This is an issue that most allergists run into on a fairly frequent basis- a parent walks into the office with bloodwork ordered by another physician. Tests returned as "positive" for multiple foods, so for the past 3 months, parents have restricted all these foods (generally there's always something that's a pain in the butt to eliminate, like soy or wheat). Now we have a child who is still as symptomatic as ever, and cranky to boot.
When I tell the parents that their child in all likelihood is not allergic to all of the eliminated foods, the reactions are a mixture of relief and annoyance: "That's great news, but why did we just spend 3 months of our lives wasting a good portion of our paychecks in the gluten/wheat-free aisle at Whole Foods?"
The answer: Because the blood test was ordered without a full understanding of how to interpret the results. The presence of IgE to a specific food does not always translate into clinical allergy.
It is possible to become sensitized to a food, but tolerate it without issue. In these cases, it can actually be counter-productive to eliminate this food, because continuing to eat it in small amounts may be maintaining a state of immune tolerance.

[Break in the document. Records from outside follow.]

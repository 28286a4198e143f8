//! HTTP client for the washroom directory service.
//!
//! Wraps `reqwest` with directory-specific URL construction, status
//! classification, and record normalization. Every endpoint lives under
//! `<base>/api/`, so the base URL may carry a path prefix.

use std::num::NonZeroU32;
use std::time::Duration;

use loolocator_core::{AppConfig, Coordinate, SearchParameters, WashroomId, WashroomRecord};
use reqwest::{Client, Url};

use crate::error::QueryError;
use crate::normalize::{normalize_record, normalize_records};
use crate::types::WireWashroom;

/// Result cap sent with every nearest search unless configured otherwise.
pub const DEFAULT_RESULT_LIMIT: NonZeroU32 = NonZeroU32::MIN.saturating_add(19);

const DEFAULT_USER_AGENT: &str = "loolocator/0.1 (washroom-finder)";

/// Client for the directory service REST API.
///
/// Cheap to clone; clones share the connection pool.
#[derive(Clone)]
pub struct DirectoryClient {
    pub(crate) client: Client,
    pub(crate) base_url: Url,
}

impl DirectoryClient {
    /// Creates a client pointed at `base_url`.
    ///
    /// # Errors
    ///
    /// Returns [`QueryError::Network`] if the underlying `reqwest::Client`
    /// cannot be constructed, or [`QueryError::InvalidBaseUrl`] if
    /// `base_url` is not an absolute http(s) URL.
    pub fn new(base_url: &str, timeout_secs: u64, user_agent: &str) -> Result<Self, QueryError> {
        let client = Client::builder()
            .timeout(Duration::from_secs(timeout_secs))
            .connect_timeout(Duration::from_secs(10))
            .user_agent(user_agent)
            .build()?;

        // Exactly one trailing slash so a path prefix in the base URL survives
        // when endpoint segments are appended.
        let normalised = format!("{}/", base_url.trim_end_matches('/'));
        let invalid = |reason: String| QueryError::InvalidBaseUrl {
            url: base_url.to_owned(),
            reason,
        };
        let parsed = Url::parse(&normalised).map_err(|e| invalid(e.to_string()))?;
        if !matches!(parsed.scheme(), "http" | "https") || parsed.cannot_be_a_base() {
            return Err(invalid("expected an http or https URL".to_string()));
        }

        Ok(Self {
            client,
            base_url: parsed,
        })
    }

    /// Creates a client from loaded application configuration.
    ///
    /// # Errors
    ///
    /// Same as [`DirectoryClient::new`].
    pub fn from_config(config: &AppConfig) -> Result<Self, QueryError> {
        Self::new(
            &config.backend_url,
            config.request_timeout_secs,
            &config.user_agent,
        )
    }

    /// Creates a client with a 30 second timeout and the default user agent.
    ///
    /// # Errors
    ///
    /// Same as [`DirectoryClient::new`].
    pub fn with_base_url(base_url: &str) -> Result<Self, QueryError> {
        Self::new(base_url, 30, DEFAULT_USER_AGENT)
    }

    /// Runs a nearest search around `origin`.
    ///
    /// Results keep the service's ordering. Records that fail validation are
    /// dropped and logged; they never fail the whole query. Missing distances
    /// are computed from `origin`.
    ///
    /// # Errors
    ///
    /// - [`QueryError::Network`] on connectivity failure or timeout.
    /// - [`QueryError::Service`] on a non-2xx status.
    /// - [`QueryError::Malformed`] if the body is not a JSON array.
    pub async fn nearest(
        &self,
        origin: Coordinate,
        params: SearchParameters,
        limit: NonZeroU32,
    ) -> Result<Vec<WashroomRecord>, QueryError> {
        let url = self.nearest_url(origin, params, limit);
        tracing::debug!(
            %origin,
            radius_m = params.radius.meters(),
            accessibility_only = params.accessibility_only,
            limit = limit.get(),
            "querying nearest washrooms"
        );

        let body = self.request_json(&url).await?;
        let items: Vec<serde_json::Value> =
            serde_json::from_value(body).map_err(|e| QueryError::Malformed {
                context: "nearest".to_string(),
                source: e,
            })?;

        let records = normalize_records(items, Some(&origin));
        tracing::debug!(count = records.len(), "nearest search returned");
        Ok(records)
    }

    /// Fetches a single washroom by id. The returned record has no distance.
    ///
    /// # Errors
    ///
    /// - [`QueryError::NotFound`] if the service answers 404.
    /// - [`QueryError::Network`], [`QueryError::Service`] as for [`Self::nearest`].
    /// - [`QueryError::Malformed`] if the body is not a valid washroom object.
    pub async fn get_washroom(&self, id: &WashroomId) -> Result<WashroomRecord, QueryError> {
        let url = self.endpoint(&["washrooms", id.as_str()]);
        let body = match self.request_json(&url).await {
            Err(QueryError::Service { status: 404, .. }) => {
                return Err(QueryError::NotFound { id: id.to_string() });
            }
            other => other?,
        };

        let context = format!("washroom(id={id})");
        let wire: WireWashroom =
            serde_json::from_value(body).map_err(|e| QueryError::Malformed {
                context: context.clone(),
                source: e,
            })?;
        normalize_record(wire, None).map_err(|rejected| QueryError::Malformed {
            context,
            source: <serde_json::Error as serde::de::Error>::custom(rejected),
        })
    }

    /// Builds the nearest-search URL with percent-encoded query parameters.
    pub(crate) fn nearest_url(
        &self,
        origin: Coordinate,
        params: SearchParameters,
        limit: NonZeroU32,
    ) -> Url {
        let mut url = self.endpoint(&["washrooms", "nearest"]);
        url.query_pairs_mut()
            .append_pair("latitude", &origin.latitude().to_string())
            .append_pair("longitude", &origin.longitude().to_string())
            .append_pair("radius", &params.radius.meters().to_string())
            .append_pair("limit", &limit.get().to_string())
            .append_pair(
                "accessibility_required",
                if params.accessibility_only {
                    "true"
                } else {
                    "false"
                },
            );
        url
    }

    /// Appends `api/<segments...>` to the base URL, encoding each segment.
    pub(crate) fn endpoint(&self, segments: &[&str]) -> Url {
        let mut url = self.base_url.clone();
        // cannot_be_a_base was rejected in `new`, so this always succeeds.
        if let Ok(mut path) = url.path_segments_mut() {
            path.pop_if_empty().push("api").extend(segments);
        }
        url
    }

    /// Sends a GET request, classifies the HTTP status, and parses the body as JSON.
    ///
    /// # Errors
    ///
    /// Returns [`QueryError::Network`] on transport failure,
    /// [`QueryError::Service`] on a non-2xx status, and
    /// [`QueryError::Malformed`] if the body is not valid JSON.
    pub(crate) async fn request_json(&self, url: &Url) -> Result<serde_json::Value, QueryError> {
        let response = self.client.get(url.clone()).send().await?;
        let status = response.status();
        if !status.is_success() {
            tracing::warn!(url = %url, status = status.as_u16(), "directory service error status");
            return Err(QueryError::Service {
                status: status.as_u16(),
                url: url.to_string(),
            });
        }

        let body = response.text().await?;
        serde_json::from_str(&body).map_err(|e| QueryError::Malformed {
            context: url.path().to_string(),
            source: e,
        })
    }
}

#[cfg(test)]
#[path = "client_test.rs"]
mod tests;
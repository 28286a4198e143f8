//! Seam between the result controller and the remote directory.

use std::future::Future;
use std::num::NonZeroU32;
use std::sync::Arc;

use loolocator_client::{DirectoryClient, QueryError};
use loolocator_core::{Coordinate, SearchParameters, WashroomRecord};

/// Anything that can answer a nearest-washroom query.
///
/// The HTTP [`DirectoryClient`] is the production implementation; tests
/// substitute scripted directories to control completion order.
pub trait WashroomDirectory {
    fn nearest(
        &self,
        origin: Coordinate,
        params: SearchParameters,
        limit: NonZeroU32,
    ) -> impl Future<Output = Result<Vec<WashroomRecord>, QueryError>> + Send;
}

impl WashroomDirectory for DirectoryClient {
    fn nearest(
        &self,
        origin: Coordinate,
        params: SearchParameters,
        limit: NonZeroU32,
    ) -> impl Future<Output = Result<Vec<WashroomRecord>, QueryError>> + Send {
        DirectoryClient::nearest(self, origin, params, limit)
    }
}

impl<T: WashroomDirectory + Send + Sync> WashroomDirectory for Arc<T> {
    fn nearest(
        &self,
        origin: Coordinate,
        params: SearchParameters,
        limit: NonZeroU32,
    ) -> impl Future<Output = Result<Vec<WashroomRecord>, QueryError>> + Send {
        T::nearest(self, origin, params, limit)
    }
}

There are multiple nuances in the diagnosis and management of food allergy that simply cannot be delineated by a blood test.
So, why are these blood tests ordered so frequently? The reasons are numerous:
- Physicians want to help their patients by finding the source of a problem. We're detectives by nature. Because the vast majority of primary care physicians do not have the capability to offer skin testing (more accurate than blood testing) in their offices, blood testing seemingly offers a simple way to provide the same service to their patients.
- There is a misperception among both physicians and the lay public that allergy skin testing is a painful, traumatic process. Physicians and parents feel that they are sparing the child an invasive procedure by choosing a blood test instead. This is inaccurate- allergy skin testing is needleless and bloodless. In the case of a pediatric panel, the testing takes only seconds to apply, and 20 minutes to get results. In contrast, a blood draw requires temporarily restraining the young child while the phlebotomist uses a needle to access a vein (more painful than the superficial scratch from the plastic skin testing device), and then waiting for 1-2 weeks until the test results are delivered to the ordering physician.
- There is the inaccurate assumption that blood testing is more economical that skin testing. This is certainly wrong. The average cost for an individual Phadia Immunocap blood test is $100. In contrast, the average allergy skin test is $10 per item. Some argue that the cost of the blood-based food panels are less than ordering the same tests individually- however, there is generally not value in ordering a panel test which includes foods that the child obviously tolerates- it is a complete waste of resources. In my office, I do not skin test a child to a food that they tolerate without issue. Even when you factor in the cost of the allergist's office visit, skin testing offers a better value, with less wastage of health care resources.
The scenarios in which I use blood allergy testing:
- A child has such extensive eczema that there is not sufficient clear skin on which to apply the test.
- The history of reaction was so immediate and severe (example- life-threatening anaphylaxis from minimal peanut exposure) that it is not prudent to risk the small risk of a systemic reaction from the skin test if the allergy can be confirmed by blood test instead.
- For whatever reason, a child is not able to discontinue antihistamines prior to skin testing.